SpaceX has become the first company to design, build, launch and now dock a commercial spacecraft made for people flying to the International Space Station.
The Elon Musk rocket company launched the seven-seat vehicle, called Crew Dragon, on Saturday at 2:49 a.m. ET. Early on Sunday morning, the 14,000-pound space capsule had reached the laboratory the size of a football field orbiting the Earth.
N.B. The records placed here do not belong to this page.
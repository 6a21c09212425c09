//! Modelos de activos generales
//!
//! Este módulo contiene los enums compartidos por todas las categorías de
//! activos (estado, tipo de propiedad) y los structs Computer y GeneralAsset.
//! Mapean exactamente al schema PostgreSQL con primary key 'id'.

use chrono::{DateTime, NaiveDate, Utc};
use rust_decimal::Decimal;
use serde::{Deserialize, Serialize};
use sqlx::{FromRow, Type};
use uuid::Uuid;

/// Estado del activo - mapea al ENUM asset_status
#[derive(Debug, Clone, Copy, Serialize, Deserialize, Type, PartialEq, Eq)]
#[sqlx(type_name = "asset_status", rename_all = "lowercase")]
#[serde(rename_all = "lowercase")]
pub enum AssetStatus {
    Active,
    Maintenance,
    Retired,
}

/// Tipo de propiedad del activo - mapea al ENUM ownership_type
#[derive(Debug, Clone, Copy, Serialize, Deserialize, Type, PartialEq, Eq)]
#[sqlx(type_name = "ownership_type", rename_all = "lowercase")]
#[serde(rename_all = "lowercase")]
pub enum OwnershipType {
    Owned,
    Leased,
    Rental,
}

/// Término de contrato de leasing, visto por los motores de cálculo.
/// Solo existe cuando el activo es leased y las tres columnas están presentes.
#[derive(Debug, Clone, Copy, PartialEq)]
pub struct LeaseTerm {
    pub start: NaiveDate,
    pub end: NaiveDate,
    pub monthly_cost: Decimal,
}

impl LeaseTerm {
    /// Un contrato cubre un bucket mensual si el límite de mes (el primer
    /// día del bucket) cae dentro de [start, end] inclusive.
    pub fn covers_month_start(&self, first_day: NaiveDate) -> bool {
        self.start <= first_day && first_day <= self.end
    }
}

/// Construir el término de leasing desde las columnas planas de un activo.
/// Contratos invertidos (start > end) se tratan como ausentes.
pub(crate) fn lease_term_from_columns(
    ownership_type: OwnershipType,
    start: Option<NaiveDate>,
    end: Option<NaiveDate>,
    monthly_cost: Option<Decimal>,
) -> Option<LeaseTerm> {
    if ownership_type != OwnershipType::Leased {
        return None;
    }
    match (start, end, monthly_cost) {
        (Some(start), Some(end), Some(monthly_cost)) if start <= end => Some(LeaseTerm {
            start,
            end,
            monthly_cost,
        }),
        _ => None,
    }
}

/// PC / equipo informático - mapea a la tabla computers
#[derive(Debug, Clone, Serialize, Deserialize, FromRow)]
pub struct Computer {
    pub id: Uuid,
    pub asset_number: String,
    pub maker: Option<String>,
    pub model: Option<String>,
    pub assigned_to: Option<String>,
    pub status: AssetStatus,
    pub ownership_type: OwnershipType,
    pub warranty_expiration: Option<NaiveDate>,
    pub lease_company: Option<String>,
    pub lease_monthly_cost: Option<Decimal>,
    pub lease_start: Option<NaiveDate>,
    pub lease_end: Option<NaiveDate>,
    pub lease_contact: Option<String>,
    pub lease_phone: Option<String>,
    pub created_at: DateTime<Utc>,
    pub updated_at: DateTime<Utc>,
}

impl Computer {
    pub fn display_name(&self) -> String {
        match &self.model {
            Some(model) => format!("{} ({})", self.asset_number, model),
            None => self.asset_number.clone(),
        }
    }

    /// Fecha de fin de leasing, solo si el activo es leased
    pub fn lease_end_date(&self) -> Option<NaiveDate> {
        if self.ownership_type == OwnershipType::Leased {
            self.lease_end
        } else {
            None
        }
    }

    pub fn lease_term(&self) -> Option<LeaseTerm> {
        lease_term_from_columns(
            self.ownership_type,
            self.lease_start,
            self.lease_end,
            self.lease_monthly_cost,
        )
    }
}

/// Activo general (mobiliario, equipamiento, etc.) - mapea a la tabla general_assets
#[derive(Debug, Clone, Serialize, Deserialize, FromRow)]
pub struct GeneralAsset {
    pub id: Uuid,
    pub name: String,
    pub category: Option<String>,
    pub location: Option<String>,
    pub status: AssetStatus,
    pub ownership_type: OwnershipType,
    pub warranty_expiration: Option<NaiveDate>,
    pub lease_company: Option<String>,
    pub lease_monthly_cost: Option<Decimal>,
    pub lease_start: Option<NaiveDate>,
    pub lease_end: Option<NaiveDate>,
    pub lease_contact: Option<String>,
    pub lease_phone: Option<String>,
    pub created_at: DateTime<Utc>,
    pub updated_at: DateTime<Utc>,
}

impl GeneralAsset {
    pub fn display_name(&self) -> String {
        self.name.clone()
    }

    pub fn lease_end_date(&self) -> Option<NaiveDate> {
        if self.ownership_type == OwnershipType::Leased {
            self.lease_end
        } else {
            None
        }
    }

    pub fn lease_term(&self) -> Option<LeaseTerm> {
        lease_term_from_columns(
            self.ownership_type,
            self.lease_start,
            self.lease_end,
            self.lease_monthly_cost,
        )
    }
}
After a series of security checks, SpaceX began pushing Crew Dragon toward the front of the space station. At 5:51 a.m. Eastern time, made soft contact with a coupling node, coupled six arms and latched on. About 11 minutes later, the spacecraft was firmly screwed to Node 2 of the space station.
No one was aboard to open the Crew Dragon hatch, only 400 pounds of cargo and a crash test woman named “Ripley.” However, NASA says that the SpaceX demonstration or the Demo-1 mission was “a critical first step” to restore access to space with US crews. Since the objective is to demonstrate that the new spacecraft is safe to fly with its astronauts.
“A new generation of space flights begins now with the arrival of Crew Dragon from @ SpaceX to @Space_Station,” Jim Bridenstine, administrator of NASA, wrote Sunday. “Congratulations to all for this historic achievement that brings us closer to the flight of American astronauts in American rockets.”